Charlie Trotman

No. 6, 24
- Position: Quarterback, Safety

Personal information
- Born: March 15, 1958 (age 67) Montgomery, Alabama, U.S.
- Height: 5 ft 10 in (1.78 m)
- Weight: 185 lb (84 kg)

Career information
- High school: Jefferson Davis High School
- College: Auburn

Career history
- Birmingham Stallions (1983);

Awards and highlights
- Cliff Hare Award (1980);

= Charlie Trotman (American football) =

American football player (born 1958)

Charles Rodgers Trotman (born March 15, 1958) is an American former football quarterback and safety who played one season in the United States Football League for the Birmingham Stallions. He went to college at Auburn.

==Early life==
Charlie Trotman was born on March 15, 1958, in Montgomery, Alabama. He went to Jefferson Davis High School.

==College career==
Trotman went to college at Auburn.

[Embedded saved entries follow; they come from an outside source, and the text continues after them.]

/// Application state and router builder
///
/// # Example
///
/// ```no_run
/// use coachhub_api::{app::AppState, config::Config};
/// use sqlx::PgPool;
///
/// # async fn example() -> anyhow::Result<()> {
/// let config = Config::from_env()?;
/// let pool = PgPool::connect(&config.database.url).await?;
/// let state = AppState::new(pool, config)?;
/// let app = coachhub_api::app::build_router(state);
/// # Ok(())
/// # }
/// ```

use crate::{
    config::Config,
    error::ApiError,
    middleware::{
        rate_limit::{self, RateLimit, RateLimiter},
        security::SecurityHeadersLayer,
    },
    services::email::{EmailError, EmailService},
};
use axum::{
    extract::{DefaultBodyLimit, Request, State},
    http::{header, HeaderValue, Method},
    middleware::{from_fn_with_state, Next},
    response::Response,
    routing::{get, patch, post},
    Router,
};
use chrono::Duration;
use coachhub_shared::auth::jwt::TokenTtl;
use coachhub_shared::auth::middleware::{authenticate, extract_bearer_token};
use sqlx::PgPool;
use std::sync::Arc;
use tower_http::{
    compression::CompressionLayer,
    cors::CorsLayer,
    trace::{DefaultMakeSpan, DefaultOnResponse, TraceLayer},
};
use tracing::Level;

/// Uploads are capped at 5 MB; the body limit leaves room for multipart framing.
const UPLOAD_BODY_LIMIT: usize = 6 * 1024 * 1024;

/// Shared application state
///
/// Cloned for each request handler via Axum's `State` extractor.
#[derive(Clone)]
pub struct AppState {
    pub db: PgPool,
    pub config: Arc<Config>,
    pub email: Arc<EmailService>,
    pub auth_limiter: Arc<RateLimiter>,
    pub registration_limiter: Arc<RateLimiter>,
}

impl AppState {
    /// Creates new application state
    ///
    /// # Errors
    ///
    /// Fails when the email transport cannot be set up.
    pub fn new(db: PgPool, config: Config) -> Result<Self, EmailError> {
        let email = EmailService::new(&config.email)?;
        let limits = config.rate_limit;

        Ok(Self {
            db,
            email: Arc::new(email),
            auth_limiter: Arc::new(RateLimiter::new(
                "auth",
                RateLimit::per_minute(limits.auth_per_minute),
            )),
            registration_limiter: Arc::new(RateLimiter::new(
                "registration",
                RateLimit::per_hour(limits.registration_per_hour),
            )),
            config: Arc::new(config),
        })
    }

    /// Gets JWT secret for token operations
    pub fn jwt_secret(&self) -> &str {
        &self.config.jwt.secret
    }

    pub fn token_ttl(&self) -> TokenTtl {
        TokenTtl {
            access: Duration::minutes(self.config.jwt.access_ttl_minutes),
            refresh: Duration::days(self.config.jwt.refresh_ttl_days),
        }
    }
}

/// Builds the complete Axum router with all routes and middleware
///
/// # Architecture
///
/// ```text
/// /
/// ├── /health                          # public
/// └── /api/v1/
///     ├── /auth/                       # register, login, refresh, reset (rate limited)
///     │   ├── POST /logout             # authenticated
///     │   └── GET  /me                 # authenticated
///     ├── /organization/               # own organization + /admin/* for admins
///     ├── /users/
///     ├── /sessions/
///     ├── /goals/
///     ├── /payments/
///     ├── /admin/activity/
///     ├── /dashboard/
///     └── /exports/
/// ```
///
/// Everything except `/health` and the public auth endpoints requires a
/// Bearer access token.
///
/// # Middleware Stack
///
/// Applied in order (outermost last):
/// 1. Authentication and rate limiting (per route group)
/// 2. Logging (tower-http TraceLayer)
/// 3. CORS (tower-http CorsLayer)
/// 4. Security headers
pub fn build_router(state: AppState) -> Router {
    use crate::routes;

    let require_auth = || from_fn_with_state(state.clone(), jwt_auth_layer);

    let health_routes = Router::new().route("/health", get(routes::health::health_check));

    let credential_routes = Router::new()
        .route("/login", post(routes::auth::login))
        .route("/refresh", post(routes::auth::refresh))
        .route("/forgot-password", post(routes::auth::forgot_password))
        .route("/verify-reset-token", post(routes::auth::verify_reset_token))
        .route("/reset-password", post(routes::auth::reset_password))
        .layer(from_fn_with_state(state.clone(), rate_limit::auth_rate_limit));

    let registration_routes = Router::new()
        .route("/register", post(routes::auth::register))
        .layer(from_fn_with_state(
            state.clone(),
            rate_limit::registration_rate_limit,
        ));

    let session_auth_routes = Router::new()
        .route("/logout", post(routes::auth::logout))
        .route("/me", get(routes::auth::me))
        .layer(require_auth());

    let auth_routes = Router::new()
        .merge(credential_routes)
        .merge(registration_routes)
        .merge(session_auth_routes);

    let organization_routes = Router::new()
        .route(
            "/",
            get(routes::organizations::get_own).patch(routes::organizations::update_own),
        )
        .route("/stats", get(routes::organizations::stats))
        .route(
            "/settings/manager",
            patch(routes::organizations::update_manager_settings),
        )
        .route(
            "/logo",
            post(routes::organizations::upload_logo).layer(DefaultBodyLimit::max(UPLOAD_BODY_LIMIT)),
        )
        .route("/admin/list", get(routes::organizations::admin_list))
        .route("/admin/create", post(routes::organizations::admin_create))
        .route(
            "/admin/:organization_id",
            get(routes::organizations::admin_get)
                .patch(routes::organizations::admin_update)
                .delete(routes::organizations::admin_deactivate),
        )
        .route(
            "/admin/:organization_id/quota",
            get(routes::organizations::admin_quota),
        )
        .layer(require_auth());

    let user_routes = Router::new()
        .route(
            "/",
            get(routes::users::list_users).post(routes::users::create_user),
        )
        .route("/me", patch(routes::users::update_me))
        .route(
            "/:user_id",
            get(routes::users::get_user)
                .patch(routes::users::update_user)
                .delete(routes::users::deactivate_user),
        )
        .layer(require_auth());

    let session_routes = Router::new()
        .route(
            "/",
            get(routes::sessions::list_sessions).post(routes::sessions::create_session),
        )
        .route("/check-conflict", post(routes::sessions::check_conflict))
        .route("/calendar", get(routes::sessions::calendar))
        .route(
            "/:session_id",
            get(routes::sessions::get_session)
                .patch(routes::sessions::update_session)
                .delete(routes::sessions::delete_session),
        )
        .route("/:session_id/rate", post(routes::sessions::rate_session))
        .layer(require_auth());

    let goal_routes = Router::new()
        .route(
            "/",
            get(routes::goals::list_goals).post(routes::goals::create_goal),
        )
        .route(
            "/:goal_id",
            get(routes::goals::get_goal)
                .patch(routes::goals::update_goal)
                .delete(routes::goals::delete_goal),
        )
        .route("/:goal_id/progress", patch(routes::goals::update_progress))
        .route(
            "/:goal_id/milestones/:milestone_id",
            patch(routes::goals::update_milestone),
        )
        .route("/:goal_id/comments", post(routes::goals::add_comment))
        .route(
            "/:goal_id/collaborators",
            post(routes::goals::add_collaborator),
        )
        .route(
            "/:goal_id/sessions/:session_id",
            post(routes::goals::link_session),
        )
        .layer(require_auth());

    let payment_routes = Router::new()
        .route(
            "/",
            get(routes::payments::list_payments).post(routes::payments::create_payment),
        )
        .route("/generate", post(routes::payments::generate_payment))
        .route("/stats", get(routes::payments::payment_stats))
        .route(
            "/:payment_id",
            get(routes::payments::get_payment).patch(routes::payments::update_payment),
        )
        .route("/:payment_id/invoice", get(routes::payments::download_invoice))
        .route(
            "/:payment_id/send-invoice",
            post(routes::payments::send_invoice),
        )
        .layer(require_auth());

    let activity_routes = Router::new()
        .route("/", get(routes::activity::list_activity))
        .route("/stats", get(routes::activity::activity_stats))
        .layer(require_auth());

    let dashboard_routes = Router::new()
        .route("/stats", get(routes::dashboard::stats))
        .route("/sessions", get(routes::dashboard::sessions))
        .route("/goals-category", get(routes::dashboard::goals_by_category))
        .route("/revenue", get(routes::dashboard::revenue))
        .layer(require_auth());

    let export_routes = Router::new()
        .route("/dashboard", get(routes::exports::export_dashboard))
        .layer(require_auth());

    let v1_routes = Router::new()
        .nest("/auth", auth_routes)
        .nest("/organization", organization_routes)
        .nest("/users", user_routes)
        .nest("/sessions", session_routes)
        .nest("/goals", goal_routes)
        .nest("/payments", payment_routes)
        .nest("/admin/activity", activity_routes)
        .nest("/dashboard", dashboard_routes)
        .nest("/exports", export_routes);

    let cors = if state.config.api.cors_origins.iter().any(|o| o == "*") {
        CorsLayer::permissive()
    } else {
        let origins: Vec<HeaderValue> = state
            .config
            .api
            .cors_origins
            .iter()
            .filter_map(|origin| origin.parse().ok())
            .collect();

        CorsLayer::new()
            .allow_origin(origins)
            .allow_methods([
                Method::GET,
                Method::POST,
                Method::PATCH,
                Method::PUT,
                Method::DELETE,
                Method::OPTIONS,
            ])
            .allow_headers([header::AUTHORIZATION, header::CONTENT_TYPE])
            .allow_credentials(true)
            .max_age(std::time::Duration::from_secs(3600))
    };

    Router::new()
        .merge(health_routes)
        .nest("/api/v1", v1_routes)
        .layer(
            TraceLayer::new_for_http()
                .make_span_with(DefaultMakeSpan::new().level(Level::INFO))
                .on_response(DefaultOnResponse::new().level(Level::INFO)),
        )
        .layer(CompressionLayer::new())
        .layer(cors)
        .layer(SecurityHeadersLayer::new(state.config.api.production))
        .with_state(state)
}

/// JWT authentication middleware layer
///
/// Validates the Bearer token against the live user row and injects the
/// resulting `AuthContext` into request extensions.
async fn jwt_auth_layer(
    State(state): State<AppState>,
    mut req: Request,
    next: Next,
) -> Result<Response, ApiError> {
    let header = req
        .headers()
        .get(header::AUTHORIZATION)
        .and_then(|v| v.to_str().ok());

    let token = extract_bearer_token(header)?;

    let auth = authenticate(&state.db, state.jwt_secret(), token)
        .await
        .map_err(|e| {
            tracing::debug!(error = %e, "Rejected bearer token");
            ApiError::from(e)
        })?;

    req.extensions_mut().insert(auth);

    Ok(next.run(req).await)
}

He was their quarterback from 1977 to 1979. In 1980 he won the Cliff Hare Award.

==Later career==
After he graduated he became an attorney. In 1983 he made a return to football by playing in a few games for the Birmingham Stallions as a safety. His only stat was a 11-yard kick return. He later was an Auburn Tigers football announcer.